__Work to complete__
From the entries below, pull out each line where "impl" appears.

Saved entries
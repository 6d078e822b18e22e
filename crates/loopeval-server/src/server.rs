use crate::config::ServerConfig;
use crate::methods::{self, MethodContext, MethodError, INVALID_REQUEST, PARSE_ERROR};
use anyhow::Result;
use loopeval_core::EvalError;
use serde::{Deserialize, Serialize};
use serde_json::Value;
use std::sync::atomic::{AtomicU64, Ordering};
use std::time::Duration;
use tokio::io::{AsyncBufRead, AsyncBufReadExt, AsyncWrite, AsyncWriteExt};
use tokio::time::timeout;

static RID: AtomicU64 = AtomicU64::new(1);

fn next_rid() -> String {
    let n = RID.fetch_add(1, Ordering::Relaxed);
    format!("r-{n:06}")
}

#[derive(Debug, Serialize, Deserialize)]
struct JsonRpcRequest {
    jsonrpc: String,
    method: String,
    params: Option<Value>,
    id: Option<Value>,
}

#[derive(Debug, Serialize)]
struct JsonRpcResponse {
    jsonrpc: String,
    #[serde(skip_serializing_if = "Option::is_none")]
    result: Option<Value>,
    #[serde(skip_serializing_if = "Option::is_none")]
    error: Option<JsonRpcError>,
    id: Option<Value>,
}

#[derive(Debug, Serialize)]
struct JsonRpcError {
    code: i32,
    message: String,
    #[serde(skip_serializing_if = "Option::is_none")]
    data: Option<Value>,
}

impl JsonRpcResponse {
    fn ok(id: Option<Value>, result: Value) -> Self {
        Self {
            jsonrpc: "2.0".to_string(),
            result: Some(result),
            error: None,
            id,
        }
    }

    fn error(id: Option<Value>, code: i32, message: String, data: Option<Value>) -> Self {
        Self {
            jsonrpc: "2.0".to_string(),
            result: None,
            error: Some(JsonRpcError { code, message, data }),
            id,
        }
    }

    fn from_method_error(id: Option<Value>, e: &MethodError) -> Self {
        Self::error(id, e.code(), e.message(), e.data())
    }
}

pub struct Server;

impl Server {
    /// Serves stdin/stdout until stdin closes.
    pub async fn run(ctx: &MethodContext, cfg: ServerConfig) -> Result<()> {
        let stdin = tokio::io::BufReader::new(tokio::io::stdin());
        let stdout = tokio::io::stdout();
        Self::serve(ctx, &cfg, stdin, stdout).await
    }

    /// One JSON-RPC message per line in, one response per line out.
    /// Notifications (no `id`) get no response.
    pub async fn serve<R, W>(ctx: &MethodContext, cfg: &ServerConfig, reader: R, mut writer: W) -> Result<()>
    where
        R: AsyncBufRead + Unpin,
        W: AsyncWrite + Unpin,
    {
        let mut lines = reader.lines();
        while let Some(line) = lines.next_line().await? {
            let rid = next_rid();

            if line.len() > cfg.max_msg_bytes {
                tracing::warn!(
                    target: "loopeval_server",
                    event = "limit_exceeded",
                    rid = %rid,
                    bytes_in = line.len(),
                    max = cfg.max_msg_bytes
                );
                let resp = JsonRpcResponse::error(
                    None,
                    INVALID_REQUEST,
                    format!("message bytes={} > max={}", line.len(), cfg.max_msg_bytes),
                    None,
                );
                send(&mut writer, &resp).await?;
                continue;
            }

            if line.trim().is_empty() {
                continue;
            }

            let req: JsonRpcRequest = match serde_json::from_str(&line) {
                Ok(r) => r,
                Err(e) => {
                    tracing::warn!(event = "json_parse_error", rid = %rid, error = %e);
                    let resp = JsonRpcResponse::error(None, PARSE_ERROR, format!("Parse error: {}", e), None);
                    send(&mut writer, &resp).await?;
                    continue;
                }
            };

            let resp = match req.method.as_str() {
                "initialize" => JsonRpcResponse::ok(
                    req.id.clone(),
                    serde_json::json!({
                        "serverInfo": {
                            "name": "loopeval-server",
                            "version": env!("CARGO_PKG_VERSION"),
                        },
                        "methods": methods::list_methods(),
                    }),
                ),
                "methods/list" => JsonRpcResponse::ok(
                    req.id.clone(),
                    serde_json::json!({ "methods": methods::list_methods() }),
                ),
                _ => dispatch(ctx, cfg, &req, &rid, line.len()).await,
            };

            if req.id.is_none() {
                tracing::debug!(event = "notification_handled", rid = %rid, method = %req.method);
                continue;
            }
            send(&mut writer, &resp).await?;
        }
        Ok(())
    }
}

async fn dispatch(ctx: &MethodContext, cfg: &ServerConfig, req: &JsonRpcRequest, rid: &str, bytes_in: usize) -> JsonRpcResponse {
    let empty = Value::Object(Default::default());
    let params = req.params.as_ref().unwrap_or(&empty);
    let start = std::time::Instant::now();
    tracing::info!(
        event = "rpc_call_start",
        rid = %rid,
        rpc_id = ?req.id,
        method = %req.method,
        bytes_in = bytes_in,
    );
    loopeval_core::usage::log_usage_event("rpc_call", 1);

    let fut = methods::handle_call(ctx, &req.method, params, rid);
    let result = match timeout(Duration::from_millis(cfg.timeout_ms), fut).await {
        Ok(res) => res,
        Err(_) => {
            tracing::warn!(
                event = "rpc_call_timeout",
                rid = %rid,
                method = %req.method,
                duration_ms = start.elapsed().as_millis() as u64,
            );
            Err(MethodError::Eval(EvalError::UpstreamUnavailable(format!(
                "request exceeded {}ms",
                cfg.timeout_ms
            ))))
        }
    };

    let dur = start.elapsed().as_millis() as u64;
    match result {
        Ok(v) => {
            tracing::info!(event = "rpc_call_done", rid = %rid, method = %req.method, duration_ms = dur, outcome = "ok");
            JsonRpcResponse::ok(req.id.clone(), v)
        }
        Err(e) => {
            tracing::info!(
                event = "rpc_call_done",
                rid = %rid,
                method = %req.method,
                duration_ms = dur,
                outcome = "error",
                code = e.code(),
                error = %e.message(),
            );
            JsonRpcResponse::from_method_error(req.id.clone(), &e)
        }
    }
}

async fn send<W: AsyncWrite + Unpin>(writer: &mut W, resp: &JsonRpcResponse) -> Result<()> {
    let mut text = serde_json::to_string(resp)?;
    text.push('\n');
    writer.write_all(text.as_bytes()).await?;
    writer.flush().await?;
    Ok(())
}
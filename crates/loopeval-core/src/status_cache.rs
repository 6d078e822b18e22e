use crate::errors::{EvalError, EvalResult, ResourceKind};
use crate::model::{ExptId, ExptStatus};
use crate::storage::Store;
use moka::sync::Cache;
use std::time::Duration;

/// Bounded-staleness view of experiment status used by workers to notice Kill.
#[derive(Clone)]
pub struct StatusProbe {
    store: Store,
    cache: Cache<ExptId, ExptStatus>,
}

impl StatusProbe {
    pub fn new(store: Store, ttl: Duration) -> Self {
        Self {
            store,
            cache: Cache::builder().max_capacity(10_000).time_to_live(ttl).build(),
        }
    }

    /// Possibly stale by up to the cache TTL.
    pub fn cached(&self, id: ExptId) -> EvalResult<ExptStatus> {
        if let Some(s) = self.cache.get(&id) {
            return Ok(s);
        }
        self.fresh(id)
    }

    /// Reads through to the store and refreshes the cache.
    pub fn fresh(&self, id: ExptId) -> EvalResult<ExptStatus> {
        let e = self
            .store
            .get_experiment(id)?
            .filter(|e| !e.deleted)
            .ok_or_else(|| EvalError::not_found(ResourceKind::Experiment, id))?;
        self.cache.insert(id, e.status);
        Ok(e.status)
    }

    pub fn invalidate(&self, id: ExptId) {
        self.cache.invalidate(&id);
    }
}
use super::StaticSources;
use crate::render::render_json;
use async_trait::async_trait;
use loopeval_core::context::Ctx;
use loopeval_core::errors::{EvalError, EvalResult};
use loopeval_core::model::{SpaceId, TokenUsage};
use loopeval_core::storage::Page;
use loopeval_core::target::{EvalTargetVersion, TargetInput, TargetKind, TargetOutput, TargetSource, TargetSourceInfo};
use serde::{Deserialize, Serialize};
use serde_json::{json, Value};
use std::collections::BTreeMap;

/// How an HTTP bot or workflow is called.
#[derive(Debug, Clone, PartialEq, Serialize, Deserialize)]
pub struct HttpTargetConfig {
    pub url: String,
    #[serde(default)]
    pub headers: BTreeMap<String, String>,
    /// JSON body; string leaves are `{{field}}` templates over the input.
    #[serde(default = "default_body")]
    pub body: Value,
    /// Output field name to JSON pointer into the response.
    #[serde(default)]
    pub outputs: BTreeMap<String, String>,
}

fn default_body() -> Value {
    json!({"input": "{{input}}"})
}

fn default_outputs(kind: TargetKind) -> BTreeMap<String, String> {
    let pointer = match kind {
        TargetKind::CozeWorkflow => "/data/output",
        _ => "/answer",
    };
    BTreeMap::from([("actual_output".to_string(), pointer.to_string())])
}

fn parse_config(config: &Value) -> EvalResult<HttpTargetConfig> {
    let cfg: HttpTargetConfig = serde_json::from_value(config.clone())
        .map_err(|e| EvalError::InvalidParam(format!("invalid http target config: {}", e)))?;
    if !(cfg.url.starts_with("http://") || cfg.url.starts_with("https://")) {
        return Err(EvalError::InvalidParam(format!("target url must be http(s): {}", cfg.url)));
    }
    for p in cfg.outputs.values() {
        if !p.is_empty() && !p.starts_with('/') {
            return Err(EvalError::InvalidParam(format!("output pointer must start with '/': {}", p)));
        }
    }
    Ok(cfg)
}

/// Picks output fields and token usage out of a response body.
pub fn extract(kind: TargetKind, cfg: &HttpTargetConfig, resp: &Value) -> EvalResult<TargetOutput> {
    let outputs = if cfg.outputs.is_empty() {
        default_outputs(kind)
    } else {
        cfg.outputs.clone()
    };
    let mut fields = BTreeMap::new();
    for (name, pointer) in &outputs {
        let v = resp
            .pointer(pointer)
            .ok_or_else(|| EvalError::Internal(format!("response has nothing at {} for {}", pointer, name)))?;
        fields.insert(name.clone(), v.clone());
    }
    let num = |ptrs: &[&str]| ptrs.iter().find_map(|p| resp.pointer(p).and_then(Value::as_i64)).unwrap_or(0);
    let usage = TokenUsage {
        input_tokens: num(&["/usage/input_tokens", "/usage/prompt_tokens"]),
        output_tokens: num(&["/usage/output_tokens", "/usage/completion_tokens"]),
    };
    Ok(TargetOutput { fields, usage })
}

/// Calls a bot or workflow published behind an HTTP endpoint.
pub struct HttpTarget {
    kind: TargetKind,
    client: reqwest::Client,
    sources: StaticSources,
}

impl HttpTarget {
    pub fn bot(sources: StaticSources) -> Self {
        Self::new(TargetKind::CozeBot, sources)
    }

    pub fn workflow(sources: StaticSources) -> Self {
        Self::new(TargetKind::CozeWorkflow, sources)
    }

    fn new(kind: TargetKind, sources: StaticSources) -> Self {
        Self {
            kind,
            client: reqwest::Client::new(),
            sources,
        }
    }
}

#[async_trait]
impl TargetSource for HttpTarget {
    fn kind(&self) -> TargetKind {
        self.kind
    }

    async fn list_sources(
        &self,
        _ctx: &Ctx,
        space_id: SpaceId,
        keyword: Option<&str>,
        page: Page,
    ) -> EvalResult<Vec<TargetSourceInfo>> {
        Ok(self.sources.list(space_id, keyword, page))
    }

    async fn list_source_versions(
        &self,
        _ctx: &Ctx,
        space_id: SpaceId,
        source_id: &str,
        page: Page,
    ) -> EvalResult<Vec<TargetSourceInfo>> {
        Ok(self.sources.versions(space_id, source_id, page))
    }

    async fn batch_get_source(
        &self,
        _ctx: &Ctx,
        space_id: SpaceId,
        source_ids: &[String],
    ) -> EvalResult<Vec<TargetSourceInfo>> {
        Ok(self.sources.batch_get(space_id, source_ids))
    }

    fn validate_config(&self, config: &Value) -> EvalResult<()> {
        parse_config(config).map(|_| ())
    }

    async fn execute(&self, ctx: &Ctx, version: &EvalTargetVersion, input: &TargetInput) -> EvalResult<TargetOutput> {
        let cfg = parse_config(&version.config)?;
        let body = render_json(&cfg.body, &|k: &str| input.fields.get(k));

        let mut req = self
            .client
            .post(&cfg.url)
            .header("Content-Type", "application/json")
            .header("X-Trace-Id", ctx.trace_id.as_str())
            .json(&body);
        for (k, v) in &cfg.headers {
            req = req.header(k.as_str(), v.as_str());
        }

        let resp = req
            .send()
            .await
            .map_err(|e| EvalError::UpstreamUnavailable(format!("{} unreachable: {}", self.kind.as_str(), e)))?;
        let status = resp.status();
        if status.is_server_error() || status.as_u16() == 429 {
            return Err(EvalError::UpstreamUnavailable(format!(
                "{} returned {}",
                self.kind.as_str(),
                status
            )));
        }
        if !status.is_success() {
            let text = resp.text().await.unwrap_or_default();
            return Err(EvalError::InvalidParam(format!(
                "{} rejected the request ({}): {}",
                self.kind.as_str(),
                status,
                text
            )));
        }
        let json: Value = resp
            .json()
            .await
            .map_err(|e| EvalError::Internal(format!("{} returned non-JSON body: {}", self.kind.as_str(), e)))?;
        extract(self.kind, &cfg, &json)
    }
}

#[cfg(test)]
mod tests {
    use super::*;

    #[test]
    fn test_config_validation() {
        let t = HttpTarget::bot(StaticSources::new());
        assert!(t.validate_config(&json!({"url": "https://bot.example/chat"})).is_ok());
        assert!(t.validate_config(&json!({"url": "ftp://bot"})).is_err());
        assert!(t
            .validate_config(&json!({"url": "http://x", "outputs": {"a": "answer"}}))
            .is_err());
    }

    #[test]
    fn test_extract_defaults_per_kind() {
        let cfg = parse_config(&json!({"url": "http://x"})).unwrap();
        let bot = extract(
            TargetKind::CozeBot,
            &cfg,
            &json!({"answer": "hi", "usage": {"prompt_tokens": 9, "completion_tokens": 2}}),
        )
        .unwrap();
        assert_eq!(bot.fields.get("actual_output"), Some(&json!("hi")));
        assert_eq!((bot.usage.input_tokens, bot.usage.output_tokens), (9, 2));

        let wf = extract(TargetKind::CozeWorkflow, &cfg, &json!({"data": {"output": {"k": 1}}})).unwrap();
        assert_eq!(wf.fields.get("actual_output"), Some(&json!({"k": 1})));
        assert!(extract(TargetKind::CozeWorkflow, &cfg, &json!({"answer": "x"})).is_err());
    }

    #[test]
    fn test_extract_custom_outputs() {
        let cfg = parse_config(&json!({
            "url": "http://x",
            "outputs": {"answer": "/result/text", "sources": "/result/refs"}
        }))
        .unwrap();
        let out = extract(
            TargetKind::CozeBot,
            &cfg,
            &json!({"result": {"text": "t", "refs": ["a"]}}),
        )
        .unwrap();
        assert_eq!(out.fields.len(), 2);
        assert_eq!(out.fields.get("sources"), Some(&json!(["a"])));
    }
}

__Expected answer__
impl JsonRpcResponse {
impl Server {
impl StatusProbe {
impl HttpTarget {
impl TargetSource for HttpTarget {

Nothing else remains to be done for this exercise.